By the Alessandra Silveira
▪
On inferred personal data and the difficulties of EU law in dealing with this matter
The right not to be subject to automated decisions was considered for the first time before the Court of Justice of the European Union (CJEU) in the recent SCHUFA judgment. Article 22 GDPR (on individual decisions based solely on automated processing, including profiling) always raised many doubts to legal scholars:[1] i) what a decision taken “solely” on the basis of automated processing would be?; ii) would this Article provide for a right or, rather, a general prohibition whose application does not require the party concerned to actively invoke a right?; iii) to what extent this automated decision produces legal effects or significantly affects the data subject in a similar manner?; iv) will the provisions of Article 22 GDPR only apply where there is no relevant human intervention in the decision-making process?; v) if a human being examines and weighs other factors when making the final decision, will it not be made “solely” based on the automated processing? [and, in this situation, will the prohibition in Article 22(1) GDPR not apply]?

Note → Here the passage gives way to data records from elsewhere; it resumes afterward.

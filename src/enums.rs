//! Symbolic names of the OpenGL enums that show up in diagnostics.

use std::borrow::Cow;

use fnv::FnvHashMap;
use lazy_static::lazy_static;

use crate::gl;
use crate::gl::types::GLenum;

macro_rules! enum_names {
    ($($name:ident),+ $(,)?) => {
        [$((gl::$name, concat!("GL_", stringify!($name)))),+]
    };
}

lazy_static! {
    static ref NAMES: FnvHashMap<GLenum, &'static str> = {
        enum_names![
            NO_ERROR,
            INVALID_ENUM,
            INVALID_VALUE,
            INVALID_OPERATION,
            STACK_OVERFLOW,
            STACK_UNDERFLOW,
            OUT_OF_MEMORY,
            INVALID_FRAMEBUFFER_OPERATION,
            CONTEXT_LOST,

            MAX_TEXTURE_SIZE,
            MAX_3D_TEXTURE_SIZE,
            MAX_CUBE_MAP_TEXTURE_SIZE,
            MAX_ARRAY_TEXTURE_LAYERS,
            MAX_RENDERBUFFER_SIZE,
            MAX_VIEWPORT_DIMS,
            MAX_VIEWPORTS,
            VIEWPORT_BOUNDS_RANGE,
            VIEWPORT_SUBPIXEL_BITS,
            MAX_VERTEX_ATTRIBS,
            MAX_VERTEX_UNIFORM_COMPONENTS,
            MAX_VERTEX_TEXTURE_IMAGE_UNITS,
            MAX_VERTEX_OUTPUT_COMPONENTS,
            MAX_FRAGMENT_UNIFORM_COMPONENTS,
            MAX_FRAGMENT_INPUT_COMPONENTS,
            MAX_TEXTURE_IMAGE_UNITS,
            MAX_COMBINED_TEXTURE_IMAGE_UNITS,
            MAX_VARYING_COMPONENTS,
            MAX_DRAW_BUFFERS,
            MAX_COLOR_ATTACHMENTS,
            MAX_SAMPLES,
            MAX_ELEMENTS_INDICES,
            MAX_ELEMENTS_VERTICES,
            MAX_TEXTURE_LOD_BIAS,
            MIN_PROGRAM_TEXEL_OFFSET,
            MAX_PROGRAM_TEXEL_OFFSET,
            MIN_FRAGMENT_INTERPOLATION_OFFSET,
            MAX_FRAGMENT_INTERPOLATION_OFFSET,
            MAX_CLIP_DISTANCES,
            MAX_UNIFORM_BLOCK_SIZE,
            MAX_UNIFORM_BUFFER_BINDINGS,
            MAX_SERVER_WAIT_TIMEOUT,
            MAX_ELEMENT_INDEX,
            MAX_TRANSFORM_FEEDBACK_SEPARATE_COMPONENTS,
            MAX_TRANSFORM_FEEDBACK_INTERLEAVED_COMPONENTS,
            MAX_TRANSFORM_FEEDBACK_SEPARATE_ATTRIBS,
            MAX_COMPUTE_WORK_GROUP_COUNT,
            MAX_COMPUTE_WORK_GROUP_SIZE,
            MAX_COMPUTE_WORK_GROUP_INVOCATIONS,
            MAX_COMPUTE_SHARED_MEMORY_SIZE,
            MAX_COMPUTE_UNIFORM_COMPONENTS,
            ALIASED_LINE_WIDTH_RANGE,
            ALIASED_POINT_SIZE_RANGE,
            SMOOTH_LINE_WIDTH_RANGE,
            SMOOTH_POINT_SIZE_RANGE,
            SUBPIXEL_BITS,
            SAMPLES_PASSED,
            QUERY_COUNTER_BITS,
        ].iter().cloned().collect()
    };
}

/// Returns the symbolic name of an enum, or its hexadecimal value if it is unknown.
pub fn enum_name(value: GLenum) -> Cow<'static, str> {
    match NAMES.get(&value) {
        Some(name) => Cow::Borrowed(*name),
        None => Cow::Owned(format!("0x{:04x}", value)),
    }
}

/// Returns the symbolic name of a value returned by `glGetError`.
pub fn error_name(value: GLenum) -> Cow<'static, str> {
    match value {
        gl::NO_ERROR |
        gl::INVALID_ENUM |
        gl::INVALID_VALUE |
        gl::INVALID_OPERATION |
        gl::STACK_OVERFLOW |
        gl::STACK_UNDERFLOW |
        gl::OUT_OF_MEMORY |
        gl::INVALID_FRAMEBUFFER_OPERATION |
        gl::CONTEXT_LOST => enum_name(value),
        _ => Cow::Borrowed("(unrecognized error)"),
    }
}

To these doubts a German court has added a few more. SCHUFA is a private company under German law which provides its contractual partners with information on the creditworthiness of third parties, in particular, consumers. To that end, it establishes a prognosis on the probability of a future behaviour of a person (‘score’), such as the repayment of a loan, based on certain characteristics of that person, on the basis of mathematical and statistical procedures. The establishment of scores (‘scoring’) is based on the assumption that, by assigning a person to a group of other persons with comparable characteristics who have behaved in a certain way, similar behaviour can be predicted.[2]